Date: 5/7/19 1:25 pm
From: David Irons <llsdirons...>
Subject: [obol] Re: Ebird--avoid using the "x" in checklists because...
Dave Lauten you should feel ZERO guilt about not using eBird and anyone who feels compelled to shame you about not entering your data in eBird probably doesn’t fully understand the difference between science and citizen science.

eBird exists for schmoes like me who collect “data” in a far less rigorous and random manner. My process bears no resemblance to the rigid protocols and methodologies that you and your colleagues follow. You all are making a real impact on the fragile population of Snowy Plovers that breeds along the Oregon Coast. I can submit eBird checklists until the end of time and never approach the impact that you and your colleagues make in a single season of field work.

Would I trade away any one of my encounters with Snowy Plovers hatched on Oregon beaches for all of the data collected in eBird? Nope! It has its place, but eBird has at best a passive impact on bird conservation, as opposed to active conservation work being done by you and others. While I encourage eBird use I will never fret for a moment over your non-use.

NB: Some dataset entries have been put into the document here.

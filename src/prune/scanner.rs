//! Raw tokenizer over configuration source bytes.
//!
//! Unlike the HCL parser this keeps exact byte offsets and never interprets
//! expressions: an address such as `module.foo["a b"]` or a quoted template
//! such as `"${local.a}-1"` comes back as one `Word` token whose text is the
//! source text verbatim.

#[derive(Debug, Clone, Copy, PartialEq, Eq)]
pub enum TokenKind {
    Word,
    OpenBrace,
    CloseBrace,
    Equals,
    Other,
}

#[derive(Debug, Clone, Copy, PartialEq, Eq)]
pub struct Token<'a> {
    pub kind: TokenKind,
    pub text: &'a [u8],
    pub start: usize,
    pub end: usize,
}

impl Token<'_> {
    pub fn is_word(&self, word: &str) -> bool {
        self.kind == TokenKind::Word && self.text == word.as_bytes()
    }

    pub fn text_lossy(&self) -> String {
        String::from_utf8_lossy(self.text).into_owned()
    }
}

pub struct Scanner<'a> {
    src: &'a [u8],
    pos: usize,
}

impl<'a> Scanner<'a> {
    pub fn new(src: &'a [u8]) -> Self {
        Self { src, pos: 0 }
    }

    fn peek(&self, offset: usize) -> Option<u8> {
        self.src.get(self.pos + offset).copied()
    }

    fn skip_trivia(&mut self) {
        while let Some(ch) = self.peek(0) {
            match ch {
                b' ' | b'\t' | b'\r' | b'\n' => self.pos += 1,
                b'#' => self.skip_line(),
                b'/' if self.peek(1) == Some(b'/') => self.skip_line(),
                b'/' if self.peek(1) == Some(b'*') => {
                    self.pos += 2;
                    while self.pos < self.src.len() && !self.src[self.pos..].starts_with(b"*/") {
                        self.pos += 1;
                    }
                    self.pos = (self.pos + 2).min(self.src.len());
                }
                _ => break,
            }
        }
    }

    // Stops on the newline so line-start detection still sees it.
    fn skip_line(&mut self) {
        while let Some(ch) = self.peek(0) {
            if ch == b'\n' {
                break;
            }
            self.pos += 1;
        }
    }

    fn scan_word(&mut self) {
        while let Some(ch) = self.peek(0) {
            if ch == b'"' {
                self.pos = skip_string(self.src, self.pos);
            } else if is_word_byte(ch) && !self.src[self.pos..].starts_with(b"//") {
                self.pos += 1;
            } else {
                break;
            }
        }
    }

    /// `<<EOF` / `<<-EOF` up to and including the closing marker line.
    fn scan_heredoc(&mut self) -> bool {
        let mut cursor = self.pos + 2;
        if self.src.get(cursor) == Some(&b'-') {
            cursor += 1;
        }
        let marker_start = cursor;
        while self
            .src
            .get(cursor)
            .is_some_and(|ch| ch.is_ascii_alphanumeric() || *ch == b'_')
        {
            cursor += 1;
        }
        if cursor == marker_start {
            return false;
        }
        let marker = &self.src[marker_start..cursor];

        let mut line_start = match self.src[cursor..].iter().position(|ch| *ch == b'\n') {
            Some(newline) => cursor + newline + 1,
            None => return false,
        };
        while line_start < self.src.len() {
            let line_end = self.src[line_start..]
                .iter()
                .position(|ch| *ch == b'\n')
                .map_or(self.src.len(), |newline| line_start + newline);
            if self.src[line_start..line_end].trim_ascii() == marker {
                self.pos = line_end;
                return true;
            }
            line_start = line_end + 1;
        }
        self.pos = self.src.len();
        true
    }
}

impl<'a> Iterator for Scanner<'a> {
    type Item = Token<'a>;

    fn next(&mut self) -> Option<Token<'a>> {
        self.skip_trivia();
        let start = self.pos;
        let ch = self.peek(0)?;

        if ch == b'<' && self.peek(1) == Some(b'<') && self.scan_heredoc() {
            return Some(Token {
                kind: TokenKind::Other,
                text: &self.src[start..self.pos],
                start,
                end: self.pos,
            });
        }

        let kind = match ch {
            b'{' => {
                self.pos += 1;
                TokenKind::OpenBrace
            }
            b'}' => {
                self.pos += 1;
                TokenKind::CloseBrace
            }
            b'=' if !matches!(self.peek(1), Some(b'=' | b'>')) => {
                self.pos += 1;
                TokenKind::Equals
            }
            b'=' => {
                self.pos += 2;
                TokenKind::Other
            }
            ch if ch == b'"' || is_word_byte(ch) => {
                self.scan_word();
                TokenKind::Word
            }
            _ => {
                self.pos += 1;
                TokenKind::Other
            }
        };

        Some(Token {
            kind,
            text: &self.src[start..self.pos],
            start,
            end: self.pos,
        })
    }
}

fn is_word_byte(ch: u8) -> bool {
    ch.is_ascii_alphanumeric()
        || matches!(ch, b'-' | b'_' | b'.' | b'[' | b']' | b':' | b'$' | b'/')
        || !ch.is_ascii()
}

/// Returns the offset just past the string literal opening at `start`.
fn skip_string(src: &[u8], start: usize) -> usize {
    let mut pos = start + 1;
    while pos < src.len() {
        match src[pos] {
            b'\\' => pos += 2,
            b'"' => return pos + 1,
            b'$' | b'%' if src.get(pos + 1) == Some(&b'{') => {
                pos = skip_template(src, pos + 2);
            }
            _ => pos += 1,
        }
    }
    src.len()
}

// Inside `${ ... }`, nested strings may contain braces of their own.
fn skip_template(src: &[u8], start: usize) -> usize {
    let mut depth = 1;
    let mut pos = start;
    while pos < src.len() {
        match src[pos] {
            b'"' => {
                pos = skip_string(src, pos);
                continue;
            }
            b'{' => depth += 1,
            b'}' => {
                depth -= 1;
                if depth == 0 {
                    return pos + 1;
                }
            }
            _ => {}
        }
        pos += 1;
    }
    src.len()
}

Your work and mission is way more important than mine.

Dave Irons
Beaverton, OR

Sent from my iPhone

> On May 7, 2019, at 12:47 PM, DJ Lauten and KACastelein <deweysage...> wrote:
>> On 5/7/2019 9:09 AM, David Irons wrote:
>> As with any science, meaningful participation requires the following of certain protocols. Upon discovering eBird it is easy to get seduced by the ease of personal record keeping, listing and sharing of rare sightings. Unfortunately, many become avid users without, or before taking the time to learn the eBird protocols and best practices. The result is the input of many checklists that are scientifically useless. It would be one thing if it took no effort or minimal effort to identify and cull out those checklists, but that is not the reality. Thousands of volunteer reviewers spend an unknowable number of hours interacting with observers in an effort to keep the database as “clean” as possible.
> Not that I really have anything useful to contribute to this discussion, but because of what Dave wrote above, I do not use eBird.....because as an ornithologist, I feel immense guilt if I don't do it "right".....and since I am literally in the field every day for at least 6 months straight, it is simply overwhelming to me to think about keeping tabs on how many individuals of the all the species I see on a daily basis. And then going home and sitting at a computer (or worse yet, looking at my phone in the field) to add all these birds. And because I don't feel good about that, I decided not to participate, much to the chagrin of a few (it has been mentioned to me). Since I follow protocols all the time, I know how that works, and I just feel like if I used eBird it really wouldn't be very useful data unless I follow the protocol. But then someone might say that I do it as a profession, and eBird is made for the birders of the world who don't spend the amount of time I do in the field, and thus, have more time and interest in using eBird.